What the task asks: Go through the entries below and tally the lines holding "updates"; please reply with the number only.

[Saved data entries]
'''
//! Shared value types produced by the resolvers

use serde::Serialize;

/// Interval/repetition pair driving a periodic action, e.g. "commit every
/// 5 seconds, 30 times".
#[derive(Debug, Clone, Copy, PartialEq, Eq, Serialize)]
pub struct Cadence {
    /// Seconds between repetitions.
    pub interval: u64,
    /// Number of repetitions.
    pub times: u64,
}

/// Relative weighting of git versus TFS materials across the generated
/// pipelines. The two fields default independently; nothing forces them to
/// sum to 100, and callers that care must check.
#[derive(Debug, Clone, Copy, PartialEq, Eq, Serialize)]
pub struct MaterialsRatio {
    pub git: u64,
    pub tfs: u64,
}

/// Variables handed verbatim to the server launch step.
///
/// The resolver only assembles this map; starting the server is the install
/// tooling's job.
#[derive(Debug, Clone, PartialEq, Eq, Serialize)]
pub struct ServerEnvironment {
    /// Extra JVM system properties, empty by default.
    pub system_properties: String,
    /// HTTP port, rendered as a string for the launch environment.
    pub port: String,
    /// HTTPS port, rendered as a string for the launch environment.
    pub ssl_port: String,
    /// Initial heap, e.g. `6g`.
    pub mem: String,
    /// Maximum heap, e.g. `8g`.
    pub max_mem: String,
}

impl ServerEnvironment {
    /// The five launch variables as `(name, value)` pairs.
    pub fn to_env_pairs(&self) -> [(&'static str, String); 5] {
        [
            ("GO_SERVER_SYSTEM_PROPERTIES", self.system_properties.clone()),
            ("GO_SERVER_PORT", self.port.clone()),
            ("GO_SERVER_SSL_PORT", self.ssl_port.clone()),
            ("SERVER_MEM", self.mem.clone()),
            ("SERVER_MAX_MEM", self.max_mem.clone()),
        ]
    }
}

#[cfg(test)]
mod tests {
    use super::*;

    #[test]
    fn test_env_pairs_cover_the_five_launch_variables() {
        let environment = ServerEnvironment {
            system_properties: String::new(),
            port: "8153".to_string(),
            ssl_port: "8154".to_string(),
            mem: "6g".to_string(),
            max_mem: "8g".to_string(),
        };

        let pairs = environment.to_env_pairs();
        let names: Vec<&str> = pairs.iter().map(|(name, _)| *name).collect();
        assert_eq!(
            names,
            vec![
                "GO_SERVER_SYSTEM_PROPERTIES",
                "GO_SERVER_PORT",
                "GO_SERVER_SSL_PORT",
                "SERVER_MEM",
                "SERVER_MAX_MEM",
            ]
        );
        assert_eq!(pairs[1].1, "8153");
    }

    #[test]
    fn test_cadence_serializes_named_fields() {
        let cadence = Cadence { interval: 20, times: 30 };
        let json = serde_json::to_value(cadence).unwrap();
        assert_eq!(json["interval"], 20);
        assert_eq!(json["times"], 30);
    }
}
'''
'''
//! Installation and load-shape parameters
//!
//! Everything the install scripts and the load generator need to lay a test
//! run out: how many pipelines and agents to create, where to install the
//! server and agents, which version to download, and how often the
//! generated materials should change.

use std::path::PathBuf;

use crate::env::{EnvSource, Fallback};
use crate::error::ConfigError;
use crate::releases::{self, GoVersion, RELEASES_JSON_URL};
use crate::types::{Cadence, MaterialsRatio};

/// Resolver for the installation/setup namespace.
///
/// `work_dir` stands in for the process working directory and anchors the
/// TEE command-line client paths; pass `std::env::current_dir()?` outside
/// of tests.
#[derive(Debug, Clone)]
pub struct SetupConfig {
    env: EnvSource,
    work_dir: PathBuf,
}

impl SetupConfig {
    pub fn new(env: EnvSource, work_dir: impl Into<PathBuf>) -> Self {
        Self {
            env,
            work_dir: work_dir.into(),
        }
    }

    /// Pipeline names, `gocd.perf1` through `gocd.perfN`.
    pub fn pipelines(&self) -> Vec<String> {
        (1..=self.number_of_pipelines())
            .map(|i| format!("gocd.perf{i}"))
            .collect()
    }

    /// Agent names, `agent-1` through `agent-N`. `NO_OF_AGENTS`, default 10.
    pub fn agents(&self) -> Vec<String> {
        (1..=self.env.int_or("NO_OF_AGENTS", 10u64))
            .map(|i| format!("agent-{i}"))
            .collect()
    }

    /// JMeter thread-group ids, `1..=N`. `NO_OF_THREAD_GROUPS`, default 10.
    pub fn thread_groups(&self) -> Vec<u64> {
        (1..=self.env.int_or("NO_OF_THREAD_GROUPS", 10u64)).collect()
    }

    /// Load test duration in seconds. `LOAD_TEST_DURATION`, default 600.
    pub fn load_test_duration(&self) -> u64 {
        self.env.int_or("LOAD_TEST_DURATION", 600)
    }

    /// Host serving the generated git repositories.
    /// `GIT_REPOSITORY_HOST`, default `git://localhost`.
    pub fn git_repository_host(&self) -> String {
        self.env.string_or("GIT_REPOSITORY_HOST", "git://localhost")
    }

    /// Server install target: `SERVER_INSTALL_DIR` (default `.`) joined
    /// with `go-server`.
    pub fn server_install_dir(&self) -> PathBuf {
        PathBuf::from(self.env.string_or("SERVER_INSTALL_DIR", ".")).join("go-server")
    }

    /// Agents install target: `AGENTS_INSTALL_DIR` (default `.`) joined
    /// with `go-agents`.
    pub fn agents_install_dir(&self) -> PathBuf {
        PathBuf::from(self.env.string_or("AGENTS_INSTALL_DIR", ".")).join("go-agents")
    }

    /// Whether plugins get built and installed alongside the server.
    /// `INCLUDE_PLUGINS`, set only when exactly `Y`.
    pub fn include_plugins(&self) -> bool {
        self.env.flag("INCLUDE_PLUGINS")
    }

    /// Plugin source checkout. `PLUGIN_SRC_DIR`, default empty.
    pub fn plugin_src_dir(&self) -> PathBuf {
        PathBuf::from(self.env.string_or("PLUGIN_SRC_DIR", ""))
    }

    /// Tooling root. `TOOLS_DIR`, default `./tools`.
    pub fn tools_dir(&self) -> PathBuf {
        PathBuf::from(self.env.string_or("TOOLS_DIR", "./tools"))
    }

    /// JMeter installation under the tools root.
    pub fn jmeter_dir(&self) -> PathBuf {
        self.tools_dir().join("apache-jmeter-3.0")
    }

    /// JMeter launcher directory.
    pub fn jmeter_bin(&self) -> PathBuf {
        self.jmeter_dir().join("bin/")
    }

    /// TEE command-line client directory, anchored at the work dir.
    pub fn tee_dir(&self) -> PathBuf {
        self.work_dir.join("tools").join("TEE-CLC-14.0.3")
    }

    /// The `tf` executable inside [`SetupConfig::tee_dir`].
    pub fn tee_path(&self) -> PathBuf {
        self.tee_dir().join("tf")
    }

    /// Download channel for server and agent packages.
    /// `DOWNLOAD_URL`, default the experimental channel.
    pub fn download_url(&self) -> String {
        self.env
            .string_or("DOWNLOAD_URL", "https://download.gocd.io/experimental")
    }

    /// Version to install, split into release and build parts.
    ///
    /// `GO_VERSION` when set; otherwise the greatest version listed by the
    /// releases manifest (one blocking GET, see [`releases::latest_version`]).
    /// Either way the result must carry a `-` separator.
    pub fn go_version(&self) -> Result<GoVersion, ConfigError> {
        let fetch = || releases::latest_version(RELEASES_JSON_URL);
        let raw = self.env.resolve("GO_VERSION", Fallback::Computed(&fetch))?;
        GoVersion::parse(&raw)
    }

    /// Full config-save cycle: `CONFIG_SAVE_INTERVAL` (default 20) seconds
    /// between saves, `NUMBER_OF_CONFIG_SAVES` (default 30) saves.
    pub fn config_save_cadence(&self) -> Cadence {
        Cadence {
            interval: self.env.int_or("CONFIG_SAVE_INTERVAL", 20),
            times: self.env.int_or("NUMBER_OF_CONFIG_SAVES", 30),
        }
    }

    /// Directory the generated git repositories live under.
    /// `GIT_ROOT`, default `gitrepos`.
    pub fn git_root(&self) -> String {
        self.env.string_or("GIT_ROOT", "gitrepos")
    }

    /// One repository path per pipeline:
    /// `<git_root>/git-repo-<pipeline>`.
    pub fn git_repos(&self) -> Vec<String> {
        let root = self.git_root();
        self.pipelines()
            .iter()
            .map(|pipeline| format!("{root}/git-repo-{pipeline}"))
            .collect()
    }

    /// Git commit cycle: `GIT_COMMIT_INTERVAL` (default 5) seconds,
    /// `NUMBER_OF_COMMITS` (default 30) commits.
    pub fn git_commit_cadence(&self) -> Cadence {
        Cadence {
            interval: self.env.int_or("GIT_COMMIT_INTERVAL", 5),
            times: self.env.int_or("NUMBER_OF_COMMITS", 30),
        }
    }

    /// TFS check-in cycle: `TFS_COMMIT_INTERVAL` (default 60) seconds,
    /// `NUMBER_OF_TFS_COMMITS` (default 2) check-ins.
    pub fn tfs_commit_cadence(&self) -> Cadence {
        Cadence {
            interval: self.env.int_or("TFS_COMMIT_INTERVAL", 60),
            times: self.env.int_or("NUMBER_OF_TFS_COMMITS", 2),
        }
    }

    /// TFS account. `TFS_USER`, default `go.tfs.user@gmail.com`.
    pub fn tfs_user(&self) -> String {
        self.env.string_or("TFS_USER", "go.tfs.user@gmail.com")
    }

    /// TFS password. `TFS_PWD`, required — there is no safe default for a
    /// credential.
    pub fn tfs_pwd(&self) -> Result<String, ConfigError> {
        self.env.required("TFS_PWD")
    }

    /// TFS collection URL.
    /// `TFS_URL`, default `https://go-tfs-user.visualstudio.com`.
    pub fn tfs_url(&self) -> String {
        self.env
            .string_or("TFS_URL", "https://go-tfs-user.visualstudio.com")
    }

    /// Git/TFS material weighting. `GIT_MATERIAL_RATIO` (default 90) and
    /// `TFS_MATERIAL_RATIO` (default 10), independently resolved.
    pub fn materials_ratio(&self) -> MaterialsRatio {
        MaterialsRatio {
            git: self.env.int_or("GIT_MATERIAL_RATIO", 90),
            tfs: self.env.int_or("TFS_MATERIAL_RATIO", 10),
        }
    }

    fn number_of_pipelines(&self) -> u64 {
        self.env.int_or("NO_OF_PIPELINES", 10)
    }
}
'''
'''
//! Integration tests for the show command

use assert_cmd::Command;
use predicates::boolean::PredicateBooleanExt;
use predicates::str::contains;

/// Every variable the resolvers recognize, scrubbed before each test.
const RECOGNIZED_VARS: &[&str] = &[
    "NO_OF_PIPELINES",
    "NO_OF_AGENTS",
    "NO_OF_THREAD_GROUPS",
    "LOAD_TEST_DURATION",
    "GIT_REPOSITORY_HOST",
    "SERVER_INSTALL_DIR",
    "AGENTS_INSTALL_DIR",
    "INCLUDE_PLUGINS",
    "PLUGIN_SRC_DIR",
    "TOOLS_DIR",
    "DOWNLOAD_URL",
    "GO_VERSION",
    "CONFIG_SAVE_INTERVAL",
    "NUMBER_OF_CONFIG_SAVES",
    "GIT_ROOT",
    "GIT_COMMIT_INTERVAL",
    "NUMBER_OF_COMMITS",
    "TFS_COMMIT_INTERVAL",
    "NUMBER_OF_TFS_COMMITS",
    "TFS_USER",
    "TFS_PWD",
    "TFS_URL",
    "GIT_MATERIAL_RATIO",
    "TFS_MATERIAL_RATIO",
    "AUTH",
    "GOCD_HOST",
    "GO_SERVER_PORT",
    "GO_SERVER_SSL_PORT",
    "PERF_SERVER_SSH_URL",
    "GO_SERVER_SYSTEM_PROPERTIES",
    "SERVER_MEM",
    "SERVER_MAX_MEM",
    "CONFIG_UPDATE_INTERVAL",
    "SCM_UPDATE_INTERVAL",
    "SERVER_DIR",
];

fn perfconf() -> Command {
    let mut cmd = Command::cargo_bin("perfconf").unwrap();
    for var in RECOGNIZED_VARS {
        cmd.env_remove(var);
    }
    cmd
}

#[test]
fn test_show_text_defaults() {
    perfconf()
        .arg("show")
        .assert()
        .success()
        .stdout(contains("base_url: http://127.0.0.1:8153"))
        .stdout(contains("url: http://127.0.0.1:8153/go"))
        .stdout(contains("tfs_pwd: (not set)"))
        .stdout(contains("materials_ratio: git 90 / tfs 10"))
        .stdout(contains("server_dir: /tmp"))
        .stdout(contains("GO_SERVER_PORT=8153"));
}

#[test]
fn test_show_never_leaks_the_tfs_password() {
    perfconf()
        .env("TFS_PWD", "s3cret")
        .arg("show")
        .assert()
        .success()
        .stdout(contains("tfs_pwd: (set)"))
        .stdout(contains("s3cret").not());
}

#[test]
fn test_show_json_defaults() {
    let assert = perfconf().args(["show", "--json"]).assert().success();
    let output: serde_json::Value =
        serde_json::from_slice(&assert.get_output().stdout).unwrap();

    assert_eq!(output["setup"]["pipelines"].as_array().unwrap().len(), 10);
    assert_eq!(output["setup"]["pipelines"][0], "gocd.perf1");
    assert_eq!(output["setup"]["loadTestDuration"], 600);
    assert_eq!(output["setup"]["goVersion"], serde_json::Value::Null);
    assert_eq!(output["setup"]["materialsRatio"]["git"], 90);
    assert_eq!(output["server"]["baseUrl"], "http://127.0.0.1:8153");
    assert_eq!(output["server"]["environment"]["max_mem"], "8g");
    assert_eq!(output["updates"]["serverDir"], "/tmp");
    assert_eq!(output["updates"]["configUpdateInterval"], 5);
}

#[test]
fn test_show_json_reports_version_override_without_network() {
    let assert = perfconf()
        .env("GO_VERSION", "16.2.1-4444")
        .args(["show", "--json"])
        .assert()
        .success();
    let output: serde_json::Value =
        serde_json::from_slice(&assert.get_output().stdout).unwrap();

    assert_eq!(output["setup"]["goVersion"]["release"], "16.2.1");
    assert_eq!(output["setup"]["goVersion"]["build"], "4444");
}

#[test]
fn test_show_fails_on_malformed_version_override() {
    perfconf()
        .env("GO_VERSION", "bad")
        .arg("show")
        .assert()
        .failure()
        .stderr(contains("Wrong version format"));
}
'''
Response to this task: 2